(Stored records)
==========

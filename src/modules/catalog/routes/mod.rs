//! HTTP handlers for the catalog endpoints.
//!
//! Body and path extractors are taken as `Result` so that the admin gate runs
//! before either is inspected, and so that rejections leave through
//! [`AppError`] with the usual JSON envelope.

use axum::{
    extract::{rejection::PathRejection, Path, State},
    http::StatusCode,
    routing::{delete, get, post, put},
    Json, Router,
};
use axum_extra::extract::{Form, FormRejection};
use bookshelf_authz::Requester;
use bookshelf_http::error::AppError;

use super::models::{BookCreated, BookDetail, BookForm, BookId, BookSummary, MessageResponse};
use super::service::CatalogService;

type FormBody = Result<Form<BookForm>, FormRejection>;
type BookPath = Result<Path<BookId>, PathRejection>;

/// Routes relative to the module mount path (`/api`).
pub fn router(service: CatalogService) -> Router {
    Router::new()
        .route("/book", get(list_books))
        .route("/book/{id}", get(get_book))
        .route("/add_book", post(add_book))
        .route("/book/{id}/delete", delete(delete_book))
        .route("/book/{id}/update", put(update_book))
        .with_state(service)
}

fn book_id(path: BookPath) -> Result<BookId, AppError> {
    path.map(|Path(id)| id)
        .map_err(|rejection| AppError::bad_request(rejection.body_text()))
}

fn book_form(body: FormBody) -> Result<BookForm, AppError> {
    body.map(|Form(form)| form)
        .map_err(|rejection| AppError::bad_request(rejection.body_text()))
}

async fn list_books(
    State(catalog): State<CatalogService>,
) -> Result<Json<Vec<BookSummary>>, AppError> {
    Ok(Json(catalog.list_books().await?))
}

async fn get_book(
    State(catalog): State<CatalogService>,
    path: BookPath,
) -> Result<Json<BookDetail>, AppError> {
    Ok(Json(catalog.get_book(book_id(path)?).await?))
}

async fn add_book(
    State(catalog): State<CatalogService>,
    requester: Requester,
    body: FormBody,
) -> Result<(StatusCode, Json<BookCreated>), AppError> {
    catalog.authorize(&requester).await?;
    let form = book_form(body)?;

    let book_id = catalog.add_book(&requester, form).await?;
    Ok((
        StatusCode::CREATED,
        Json(BookCreated {
            message: "Book added successfully",
            book_id,
        }),
    ))
}

async fn delete_book(
    State(catalog): State<CatalogService>,
    requester: Requester,
    path: BookPath,
) -> Result<Json<MessageResponse>, AppError> {
    catalog.authorize(&requester).await?;
    let id = book_id(path)?;

    catalog.delete_book(&requester, id).await?;
    Ok(Json(MessageResponse {
        message: "Book deleted successfully",
    }))
}

async fn update_book(
    State(catalog): State<CatalogService>,
    requester: Requester,
    path: BookPath,
    body: FormBody,
) -> Result<Json<MessageResponse>, AppError> {
    catalog.authorize(&requester).await?;
    let id = book_id(path)?;
    let form = book_form(body)?;

    catalog.update_book(&requester, id, form).await?;
    Ok(Json(MessageResponse {
        message: "Book updated successfully",
    }))
}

==========

What lines in the records above include the string "BookForm"? Copy each one.

- _Response_
use super::models::{BookCreated, BookDetail, BookForm, BookId, BookSummary, MessageResponse};
type FormBody = Result<Form<BookForm>, FormRejection>;
fn book_form(body: FormBody) -> Result<BookForm, AppError> {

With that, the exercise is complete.